2. Combining two zero-rated goods should result in a zero-rated product.
Although XXXXX and XXXXX may be zero-rated supplies, it is possible to combine two zero-rated goods and form a new good that is taxable at 7%. For example, the supply of unsalted nuts is zero-rated and the supply of salt is zero-rated but when combined to form salted nuts, the supply is taxable at 7%. The tax status of inputs used in the manufacture of a basic grocery is not relevant in determining the tax status of that product.
3. The XXXXX is a sweetener not a flavouring, XXXXX.
With respect to sweetness, although XXXXX may contribute to the sweetness of the product, it likely also contributes to the XXXXX. We note that high-fructose corn syrup (a sweetening agent) has been added to the product. This implies that the XXXXX provides insufficient sweetness to make the product palatable.
The noticeable XXXXX of the product is likely provided by the combination of XXXXX and the additional XXXXX included in the ingredients. XXXXX of Part III of Schedule VI to the ETA applies to all XXXXX regardless of whether the XXXXX. If there is a XXXXX, as in this case, then the beverage falls within XXXXX[.]
Furthermore, the product manufacturer's website states; XXXXX XXXXX[.] On the product label, the flavours focus on XXXXX and the images XXXXX. The label for XXXXX describes the product as "A refreshing beverage made from a blend of XXXXX[.]

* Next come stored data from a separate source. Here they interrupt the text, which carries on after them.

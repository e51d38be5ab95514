//! Request ID middleware for request tracing and correlation.
//!
//! An upstream proxy may supply `x-request-id`; values that are empty, overlong,
//! or contain anything but visible ASCII are replaced with a fresh UUID v4.
//! The ID is recorded on the tracing span, tagged on the Sentry scope, and
//! echoed in the response headers.

use axum::{extract::Request, http::HeaderValue, middleware::Next, response::Response};
use tracing::Span;
use uuid::Uuid;

/// The HTTP header name for request IDs.
pub const REQUEST_ID_HEADER: &str = "x-request-id";

const MAX_REQUEST_ID_LEN: usize = 128;

fn accept_upstream_id(value: &str) -> bool {
    !value.is_empty()
        && value.len() <= MAX_REQUEST_ID_LEN
        && value.bytes().all(|b| b.is_ascii_graphic())
}

/// Middleware that ensures every request carries a request ID.
pub async fn request_id_middleware(mut request: Request, next: Next) -> Response {
    let request_id = request
        .headers()
        .get(REQUEST_ID_HEADER)
        .and_then(|h| h.to_str().ok())
        .filter(|id| accept_upstream_id(id))
        .map_or_else(|| Uuid::new_v4().to_string(), String::from);

    Span::current().record("request_id", &request_id);

    sentry::configure_scope(|scope| {
        scope.set_tag("request_id", &request_id);
    });

    let header = HeaderValue::from_str(&request_id).ok();
    if let Some(value) = &header {
        request.headers_mut().insert(REQUEST_ID_HEADER, value.clone());
    }

    let mut response = next.run(request).await;

    if let Some(value) = header {
        response.headers_mut().insert(REQUEST_ID_HEADER, value);
    }

    response
}

#[cfg(test)]
mod tests {
    use super::*;

    #[test]
    fn test_accept_upstream_id() {
        assert!(accept_upstream_id("cf-8a7d6c5b"));
        assert!(accept_upstream_id(&Uuid::new_v4().to_string()));
        assert!(!accept_upstream_id(""));
        assert!(!accept_upstream_id("has space"));
        assert!(!accept_upstream_id(&"x".repeat(MAX_REQUEST_ID_LEN + 1)));
    }
}
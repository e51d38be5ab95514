//! Order pricing and validation.
//!
//! Clients send product IDs and quantities only; the charged amount is always
//! recomputed here from catalog prices plus the fixed surcharge.

use std::collections::BTreeMap;

use greencart_core::{AddressId, LineItem, Product, ProductId, UserId, checkout_total};
use rust_decimal::Decimal;
use sqlx::PgPool;
use tracing::instrument;

use crate::db::{AddressRepository, ProductRepository};
use crate::error::{AppError, Result};

/// Line items that passed validation, with the amount to charge.
#[derive(Debug, Clone, PartialEq, Eq)]
pub struct PricedOrder {
    /// Merged line items, ordered by product ID.
    pub items: Vec<LineItem>,
    /// Subtotal plus surcharge, rounded to two decimals.
    pub amount: Decimal,
}

/// Why a set of line items was refused.
#[derive(Debug, Clone, PartialEq, Eq, thiserror::Error)]
pub enum PricingError {
    #[error("order has no items")]
    Empty,
    #[error("zero quantity for product {0}")]
    ZeroQuantity(ProductId),
    #[error("unknown product {0}")]
    UnknownProduct(ProductId),
}

/// Merge duplicate lines and price them against `catalog`.
///
/// # Errors
///
/// Returns a `PricingError` if there are no items, a quantity is zero, or a
/// product is not in the catalog.
pub fn price_items(
    items: &[LineItem],
    catalog: &[Product],
) -> std::result::Result<PricedOrder, PricingError> {
    if items.is_empty() {
        return Err(PricingError::Empty);
    }

    let mut merged: BTreeMap<ProductId, u32> = BTreeMap::new();
    for item in items {
        if item.quantity == 0 {
            return Err(PricingError::ZeroQuantity(item.product_id));
        }
        let entry = merged.entry(item.product_id).or_default();
        *entry = entry.saturating_add(item.quantity);
    }

    let mut subtotal = Decimal::ZERO;
    for (&product_id, &quantity) in &merged {
        let product = catalog
            .iter()
            .find(|p| p.id == product_id)
            .ok_or(PricingError::UnknownProduct(product_id))?;
        subtotal += product.line_total(quantity);
    }

    Ok(PricedOrder {
        items: merged
            .into_iter()
            .map(|(product_id, quantity)| LineItem::new(product_id, quantity))
            .collect(),
        amount: checkout_total(subtotal),
    })
}

/// Validate an order request against the database and price it.
///
/// Any failure the client could have caused maps to the generic
/// `Invalid data` response.
///
/// # Errors
///
/// Returns `AppError::BadRequest` for invalid items or an address the user
/// does not own, and `AppError::Database` if a query fails.
#[instrument(skip(pool, items), fields(item_count = items.len()))]
pub async fn prepare_order(
    pool: &PgPool,
    user_id: UserId,
    items: &[LineItem],
    address_id: AddressId,
) -> Result<PricedOrder> {
    if items.is_empty() {
        return Err(AppError::invalid_data());
    }

    let ids: Vec<ProductId> = items.iter().map(|item| item.product_id).collect();
    let catalog = ProductRepository::new(pool).get_many(&ids).await?;

    let priced = price_items(items, &catalog).map_err(|e| {
        tracing::info!(error = %e, "Rejected order items");
        AppError::invalid_data()
    })?;

    AddressRepository::new(pool)
        .get_for_user(address_id, user_id)
        .await?
        .ok_or_else(|| {
            tracing::info!(%address_id, "Address not owned by user");
            AppError::invalid_data()
        })?;

    Ok(priced)
}
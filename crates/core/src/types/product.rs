//! Catalog product.

use rust_decimal::Decimal;
use serde::{Deserialize, Serialize};

use super::id::ProductId;

/// A catalog entry. Read-only from the checkout's point of view.
#[derive(Debug, Clone, PartialEq, Eq, Serialize, Deserialize)]
#[cfg_attr(feature = "postgres", derive(sqlx::FromRow))]
#[serde(rename_all = "camelCase")]
pub struct Product {
    pub id: ProductId,
    pub name: String,
    pub category: String,
    #[serde(default)]
    pub description: Vec<String>,
    /// List price.
    pub price: Decimal,
    /// Discounted price, when the product is on offer.
    #[serde(default)]
    pub offer_price: Option<Decimal>,
    #[serde(default = "default_in_stock")]
    pub in_stock: bool,
}

const fn default_in_stock() -> bool {
    true
}

impl Product {
    /// Price a customer pays per unit: the offer price if any, else the list price.
    #[must_use]
    pub fn unit_price(&self) -> Decimal {
        self.offer_price.unwrap_or(self.price)
    }

    /// Price of `quantity` units.
    #[must_use]
    pub fn line_total(&self, quantity: u32) -> Decimal {
        self.unit_price() * Decimal::from(quantity)
    }
}

#[cfg(test)]
#[allow(clippy::unwrap_used)]
mod tests {
    use super::*;

    fn apples() -> Product {
        Product {
            id: ProductId::new(1),
            name: "Apples 1kg".to_string(),
            category: "Fruits".to_string(),
            description: vec![],
            price: Decimal::from(12),
            offer_price: None,
            in_stock: true,
        }
    }

    #[test]
    fn test_unit_price_prefers_offer() {
        let mut product = apples();
        assert_eq!(product.unit_price(), Decimal::from(12));

        product.offer_price = Some(Decimal::from(10));
        assert_eq!(product.unit_price(), Decimal::from(10));
        assert_eq!(product.line_total(3), Decimal::from(30));
    }

    #[test]
    fn test_deserialize_defaults() {
        let json = r#"{"id": 3, "name": "Milk", "category": "Dairy", "price": "5"}"#;
        let product: Product = serde_json::from_str(json).unwrap();
        assert!(product.in_stock);
        assert!(product.offer_price.is_none());
        assert!(product.description.is_empty());
    }
}
//! Product catalog repository.

use greencart_core::{Product, ProductId};
use rust_decimal::Decimal;
use sqlx::PgPool;

use super::RepositoryError;

const PRODUCT_COLUMNS: &str = "id, name, category, description, price, offer_price, in_stock";

/// Fields for inserting or refreshing a catalog entry.
#[derive(Debug, Clone, serde::Deserialize)]
#[serde(rename_all = "camelCase")]
pub struct NewProduct {
    pub name: String,
    pub category: String,
    #[serde(default)]
    pub description: Vec<String>,
    pub price: Decimal,
    #[serde(default)]
    pub offer_price: Option<Decimal>,
    #[serde(default = "default_in_stock")]
    pub in_stock: bool,
}

const fn default_in_stock() -> bool {
    true
}

/// Repository for catalog reads (and fixture upserts).
pub struct ProductRepository<'a> {
    pool: &'a PgPool,
}

impl<'a> ProductRepository<'a> {
    /// Create a new product repository.
    #[must_use]
    pub const fn new(pool: &'a PgPool) -> Self {
        Self { pool }
    }

    /// List the whole catalog, oldest first.
    ///
    /// # Errors
    ///
    /// Returns `RepositoryError::Database` if the query fails.
    pub async fn list(&self) -> Result<Vec<Product>, RepositoryError> {
        let products = sqlx::query_as::<_, Product>(&format!(
            "SELECT {PRODUCT_COLUMNS} FROM greencart.products ORDER BY created_at, id"
        ))
        .fetch_all(self.pool)
        .await?;

        Ok(products)
    }

    /// Fetch the products with the given IDs. Unknown IDs are skipped.
    ///
    /// # Errors
    ///
    /// Returns `RepositoryError::Database` if the query fails.
    pub async fn get_many(&self, ids: &[ProductId]) -> Result<Vec<Product>, RepositoryError> {
        let raw: Vec<i32> = ids.iter().map(ProductId::as_i32).collect();

        let products = sqlx::query_as::<_, Product>(&format!(
            "SELECT {PRODUCT_COLUMNS} FROM greencart.products WHERE id = ANY($1)"
        ))
        .bind(raw)
        .fetch_all(self.pool)
        .await?;

        Ok(products)
    }

    /// Insert a product, or refresh the existing row with the same name.
    ///
    /// # Errors
    ///
    /// Returns `RepositoryError::Database` if the query fails.
    pub async fn upsert(&self, product: &NewProduct) -> Result<Product, RepositoryError> {
        let row = sqlx::query_as::<_, Product>(&format!(
            r"
            INSERT INTO greencart.products (name, category, description, price, offer_price, in_stock)
            VALUES ($1, $2, $3, $4, $5, $6)
            ON CONFLICT (name) DO UPDATE
               SET category = EXCLUDED.category,
                   description = EXCLUDED.description,
                   price = EXCLUDED.price,
                   offer_price = EXCLUDED.offer_price,
                   in_stock = EXCLUDED.in_stock
            RETURNING {PRODUCT_COLUMNS}
            "
        ))
        .bind(&product.name)
        .bind(&product.category)
        .bind(&product.description)
        .bind(product.price)
        .bind(product.offer_price)
        .bind(product.in_stock)
        .fetch_one(self.pool)
        .await?;

        Ok(row)
    }
}
//! Prices, currencies and the checkout pricing rule.
//!
//! The checkout total is the cart subtotal plus a fixed 2% surcharge, rounded
//! to two decimal places. [`checkout_total`] is the only place that rule is
//! written down; the client summary, the client submission and the server all
//! call it.

use rust_decimal::prelude::ToPrimitive;
use rust_decimal::{Decimal, RoundingStrategy};
use serde::{Deserialize, Serialize};

/// Surcharge applied on top of the cart subtotal, in percent.
pub const SURCHARGE_PERCENT: Decimal = Decimal::TWO;

/// Surcharge owed on a subtotal (unrounded).
#[must_use]
pub fn surcharge(subtotal: Decimal) -> Decimal {
    subtotal * SURCHARGE_PERCENT / Decimal::ONE_HUNDRED
}

/// Amount charged for a subtotal: `subtotal * 1.02`, rounded half away from
/// zero to two decimal places.
///
/// ```
/// use greencart_core::checkout_total;
/// use rust_decimal::Decimal;
///
/// assert_eq!(checkout_total(Decimal::from(25)), Decimal::new(2550, 2));
/// ```
#[must_use]
pub fn checkout_total(subtotal: Decimal) -> Decimal {
    (subtotal + surcharge(subtotal)).round_dp_with_strategy(2, RoundingStrategy::MidpointAwayFromZero)
}

/// A price with currency information.
#[derive(Debug, Clone, Copy, PartialEq, Eq, Serialize, Deserialize)]
#[serde(rename_all = "camelCase")]
pub struct Price {
    /// Amount in the currency's standard unit (e.g., rupees, not paise).
    pub amount: Decimal,
    /// ISO 4217 currency code.
    pub currency_code: CurrencyCode,
}

impl Price {
    /// Create a new price.
    #[must_use]
    pub const fn new(amount: Decimal, currency_code: CurrencyCode) -> Self {
        Self {
            amount,
            currency_code,
        }
    }

    /// Format for display, always with two decimals (e.g., "₹25.50").
    #[must_use]
    pub fn display(&self) -> String {
        format!("{}{:.2}", self.currency_code.symbol(), self.amount)
    }
}

/// ISO 4217 currency codes accepted by the storefront.
#[derive(Debug, Clone, Copy, PartialEq, Eq, Hash, Serialize, Deserialize, Default)]
pub enum CurrencyCode {
    #[default]
    INR,
    USD,
    EUR,
    GBP,
}

impl CurrencyCode {
    /// Display symbol.
    #[must_use]
    pub const fn symbol(self) -> &'static str {
        match self {
            Self::INR => "₹",
            Self::USD => "$",
            Self::EUR => "€",
            Self::GBP => "£",
        }
    }

    /// Three-letter code.
    #[must_use]
    pub const fn code(self) -> &'static str {
        match self {
            Self::INR => "INR",
            Self::USD => "USD",
            Self::EUR => "EUR",
            Self::GBP => "GBP",
        }
    }

    /// Number of decimal digits in the minor unit (paise, cents, pence).
    #[must_use]
    pub const fn minor_unit_digits(self) -> u32 {
        2
    }

    /// Convert a standard-unit amount to minor units, rounding to the nearest unit.
    ///
    /// Returns `None` if the amount overflows or does not fit in an `i64`.
    #[must_use]
    pub fn to_minor_units(self, amount: Decimal) -> Option<i64> {
        let scale = Decimal::from(10_i64.pow(self.minor_unit_digits()));
        amount
            .checked_mul(scale)?
            .round_dp_with_strategy(0, RoundingStrategy::MidpointAwayFromZero)
            .to_i64()
    }
}

impl std::fmt::Display for CurrencyCode {
    fn fmt(&self, f: &mut std::fmt::Formatter<'_>) -> std::fmt::Result {
        f.write_str(self.code())
    }
}

impl std::str::FromStr for CurrencyCode {
    type Err = String;

    fn from_str(s: &str) -> Result<Self, Self::Err> {
        match s.trim().to_ascii_uppercase().as_str() {
            "INR" => Ok(Self::INR),
            "USD" => Ok(Self::USD),
            "EUR" => Ok(Self::EUR),
            "GBP" => Ok(Self::GBP),
            other => Err(format!("unsupported currency: {other}")),
        }
    }
}
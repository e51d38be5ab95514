//! REST API seam.
//!
//! [`StorefrontApi`] is what the views call; [`HttpStorefrontApi`] implements it
//! over HTTP with `reqwest`. Every response carries `success`; a `false` or a
//! non-2xx status becomes [`ApiError::Rejected`] with the server's message.

use std::future::Future;

use greencart_core::{Address, AddressId, LineItem, Order, Product, UserId};
use reqwest::Client;
use rust_decimal::Decimal;
use serde::de::DeserializeOwned;
use serde::{Deserialize, Serialize};
use thiserror::Error;
use tracing::{debug, instrument};
use url::Url;

/// Header carrying the signed-in user's ID.
pub const USER_ID_HEADER: &str = "X-User-Id";

/// Errors talking to the API.
#[derive(Debug, Error)]
pub enum ApiError {
    /// Request never got a response.
    #[error("{0}")]
    Request(String),

    /// Response body was not what the endpoint promises.
    #[error("unexpected response: {0}")]
    Response(String),

    /// Server refused the request.
    #[error("{message}")]
    Rejected { status: u16, message: String },
}

impl ApiError {
    /// Text to show the user.
    #[must_use]
    pub fn user_message(&self) -> String {
        self.to_string()
    }
}

// =============================================================================
// Wire Types
// =============================================================================

/// Body of a COD order submission.
#[derive(Debug, Clone, PartialEq, Eq, Serialize)]
#[serde(rename_all = "camelCase")]
pub struct PlaceOrder {
    pub user_id: UserId,
    pub items: Vec<LineItem>,
    pub address: AddressId,
}

/// Body of an online payment confirmation.
#[derive(Debug, Clone, PartialEq, Eq, Serialize)]
#[serde(rename_all = "camelCase")]
pub struct RecordPayment {
    pub user_id: UserId,
    pub items: Vec<LineItem>,
    pub address: AddressId,
    pub payment_id: String,
    #[serde(skip_serializing_if = "Option::is_none")]
    pub order_id: Option<String>,
    #[serde(skip_serializing_if = "Option::is_none")]
    pub signature: Option<String>,
}

/// A provider order to pay against.
#[derive(Debug, Clone, PartialEq, Eq, Deserialize)]
pub struct ProviderOrder {
    pub id: String,
    /// Amount in the smallest currency unit.
    pub amount: i64,
    pub currency: String,
}

/// Provider order plus the public key to open the widget with.
#[derive(Debug, Clone, PartialEq, Eq, Deserialize)]
pub struct ProviderCheckout {
    pub order: ProviderOrder,
    pub key: String,
}

#[derive(Deserialize)]
struct Envelope<T> {
    success: bool,
    #[serde(default)]
    message: Option<String>,
    #[serde(flatten)]
    data: Option<T>,
}

#[derive(Deserialize)]
struct ProductsData {
    products: Vec<Product>,
}

#[derive(Deserialize)]
struct AddressesData {
    addresses: Vec<Address>,
}

#[derive(Deserialize)]
struct OrdersData {
    orders: Vec<Order>,
}

#[derive(Deserialize)]
struct Empty {}

// =============================================================================
// Trait
// =============================================================================

/// Storefront REST operations used by the client views.
pub trait StorefrontApi {
    /// `GET /api/product/list`
    fn fetch_products(&self) -> impl Future<Output = Result<Vec<Product>, ApiError>> + Send;

    /// `GET /api/address/get`
    fn fetch_addresses(
        &self,
        user_id: UserId,
    ) -> impl Future<Output = Result<Vec<Address>, ApiError>> + Send;

    /// `POST /api/order/cod`, returning the server's message.
    fn place_cod_order(
        &self,
        order: &PlaceOrder,
    ) -> impl Future<Output = Result<String, ApiError>> + Send;

    /// `POST /api/order/razorpay-order` for `amount` in standard units.
    fn create_provider_order(
        &self,
        amount: Decimal,
    ) -> impl Future<Output = Result<ProviderCheckout, ApiError>> + Send;

    /// `POST /api/order/razorpay-place`, returning the server's message.
    fn record_payment(
        &self,
        payment: &RecordPayment,
    ) -> impl Future<Output = Result<String, ApiError>> + Send;

    /// `GET /api/order/user`
    fn fetch_orders(
        &self,
        user_id: UserId,
    ) -> impl Future<Output = Result<Vec<Order>, ApiError>> + Send;
}

// =============================================================================
// HTTP Implementation
// =============================================================================

/// [`StorefrontApi`] over HTTP.
#[derive(Debug, Clone)]
pub struct HttpStorefrontApi {
    client: Client,
    base_url: Url,
}

impl HttpStorefrontApi {
    /// Create a client for the API at `base_url`.
    #[must_use]
    pub fn new(mut base_url: Url) -> Self {
        // Url::join drops the last segment unless the path ends with '/'
        if !base_url.path().ends_with('/') {
            let path = format!("{}/", base_url.path());
            base_url.set_path(&path);
        }

        Self {
            client: Client::new(),
            base_url,
        }
    }

    /// Base URL requests are resolved against.
    #[must_use]
    pub const fn base_url(&self) -> &Url {
        &self.base_url
    }

    fn url(&self, path: &str) -> Result<Url, ApiError> {
        self.base_url
            .join(path)
            .map_err(|e| ApiError::Request(e.to_string()))
    }

    async fn send<T: DeserializeOwned>(
        &self,
        request: reqwest::RequestBuilder,
    ) -> Result<(T, Option<String>), ApiError> {
        let response = request
            .send()
            .await
            .map_err(|e| ApiError::Request(e.to_string()))?;
        let status = response.status();
        let body = response
            .text()
            .await
            .map_err(|e| ApiError::Response(e.to_string()))?;

        let envelope: Envelope<T> = match serde_json::from_str(&body) {
            Ok(envelope) => envelope,
            Err(_) if !status.is_success() => {
                return Err(ApiError::Rejected {
                    status: status.as_u16(),
                    message: status
                        .canonical_reason()
                        .unwrap_or("Request failed")
                        .to_string(),
                });
            }
            Err(e) => return Err(ApiError::Response(e.to_string())),
        };

        if !status.is_success() || !envelope.success {
            return Err(ApiError::Rejected {
                status: status.as_u16(),
                message: envelope
                    .message
                    .unwrap_or_else(|| "Request failed".to_string()),
            });
        }

        let data = envelope
            .data
            .ok_or_else(|| ApiError::Response("missing response data".to_string()))?;
        Ok((data, envelope.message))
    }
}

impl StorefrontApi for HttpStorefrontApi {
    #[instrument(skip(self))]
    async fn fetch_products(&self) -> Result<Vec<Product>, ApiError> {
        let request = self.client.get(self.url("api/product/list")?);
        let (data, _) = self.send::<ProductsData>(request).await?;
        debug!(count = data.products.len(), "Fetched products");
        Ok(data.products)
    }

    #[instrument(skip(self))]
    async fn fetch_addresses(&self, user_id: UserId) -> Result<Vec<Address>, ApiError> {
        let request = self
            .client
            .get(self.url("api/address/get")?)
            .header(USER_ID_HEADER, user_id.to_string());
        let (data, _) = self.send::<AddressesData>(request).await?;
        Ok(data.addresses)
    }

    #[instrument(skip(self, order), fields(items = order.items.len()))]
    async fn place_cod_order(&self, order: &PlaceOrder) -> Result<String, ApiError> {
        let request = self.client.post(self.url("api/order/cod")?).json(order);
        let (_, message) = self.send::<Empty>(request).await?;
        Ok(message.unwrap_or_default())
    }

    #[instrument(skip(self))]
    async fn create_provider_order(&self, amount: Decimal) -> Result<ProviderCheckout, ApiError> {
        #[derive(Serialize)]
        struct Body {
            amount: Decimal,
        }

        let request = self
            .client
            .post(self.url("api/order/razorpay-order")?)
            .json(&Body { amount });
        let (checkout, _) = self.send::<ProviderCheckout>(request).await?;
        Ok(checkout)
    }

    #[instrument(skip(self, payment), fields(payment_id = %payment.payment_id))]
    async fn record_payment(&self, payment: &RecordPayment) -> Result<String, ApiError> {
        let request = self
            .client
            .post(self.url("api/order/razorpay-place")?)
            .json(payment);
        let (_, message) = self.send::<Empty>(request).await?;
        Ok(message.unwrap_or_default())
    }

    #[instrument(skip(self))]
    async fn fetch_orders(&self, user_id: UserId) -> Result<Vec<Order>, ApiError> {
        let request = self
            .client
            .get(self.url("api/order/user")?)
            .header(USER_ID_HEADER, user_id.to_string());
        let (data, _) = self.send::<OrdersData>(request).await?;
        Ok(data.orders)
    }
}

#[cfg(test)]
#[allow(clippy::unwrap_used)]
mod tests {
    use super::*;
    use greencart_core::ProductId;

    #[test]
    fn test_base_url_gets_trailing_slash() {
        let api = HttpStorefrontApi::new(Url::parse("http://localhost:4000/v2").unwrap());
        assert_eq!(api.base_url().as_str(), "http://localhost:4000/v2/");
        assert_eq!(
            api.url("api/order/cod").unwrap().as_str(),
            "http://localhost:4000/v2/api/order/cod"
        );
    }

    #[test]
    fn test_place_order_wire_shape() {
        let body = serde_json::to_value(PlaceOrder {
            user_id: UserId::new(1),
            items: vec![LineItem::new(ProductId::new(5), 2)],
            address: AddressId::new(3),
        })
        .unwrap();
        assert_eq!(
            body,
            serde_json::json!({
                "userId": 1,
                "items": [{"product": 5, "quantity": 2}],
                "address": 3
            })
        );
    }

    #[test]
    fn test_record_payment_omits_absent_fields() {
        let body = serde_json::to_value(RecordPayment {
            user_id: UserId::new(1),
            items: vec![],
            address: AddressId::new(3),
            payment_id: "pay_1".to_string(),
            order_id: None,
            signature: None,
        })
        .unwrap();
        assert!(body.get("orderId").is_none());
        assert_eq!(body["paymentId"], "pay_1");
    }

    #[test]
    fn test_envelope_flattens_data() {
        let envelope: Envelope<ProviderCheckout> = serde_json::from_str(
            r#"{"success":true,"order":{"id":"order_1","amount":2550,"currency":"INR"},"key":"rzp_test"}"#,
        )
        .unwrap();
        let data = envelope.data.unwrap();
        assert_eq!(data.order.amount, 2550);
        assert_eq!(data.key, "rzp_test");
    }
}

4. The size of the container indicates that the product is not a snack food.
The size of the container in which the product is packaged is not determinative of its tax status in this case. As the product is excepted from zero-rating pursuant to XXXXX of Part III of Schedule VI to the ETA, the packaging format is no longer relevant. The product is taxable at 7% in all packaging formats. This is similar to the treatment of alcoholic beverages that are excluded from zero-rating, regardless of packaging format, under paragraph 1(a) of Part III of Schedule VI to the ETA.
The position that the product is a XXXXX added as a sweetening agent is not supported by the listed ingredients, the taste of the product XXXXX, and the manner in which the product is packaged and promoted.
The product label indicates that high-fructose corn syrup, (a sweetening agent) is the second most abundant ingredient in the product. One would question why it is necessary to add this ingredient if the XXXXX was added solely to provide sweetening rather than XXXXX. Further, the product label indicates that there are "No artificial flavours" and that the product is "A naturally-flavoured beverage". These statements coupled with the fact that the ingredients include XXXXX indicate the product is a XXXXX.
Based upon the ingredients, the taste of the product XXXXX and the manner in which the product is labelled and promoted, it is our position that this product is a XXXXX. Supplies of the product are not zero-rated due to the exception to zero-rating found in XXXXX of Part III of Schedule VI to the ETA.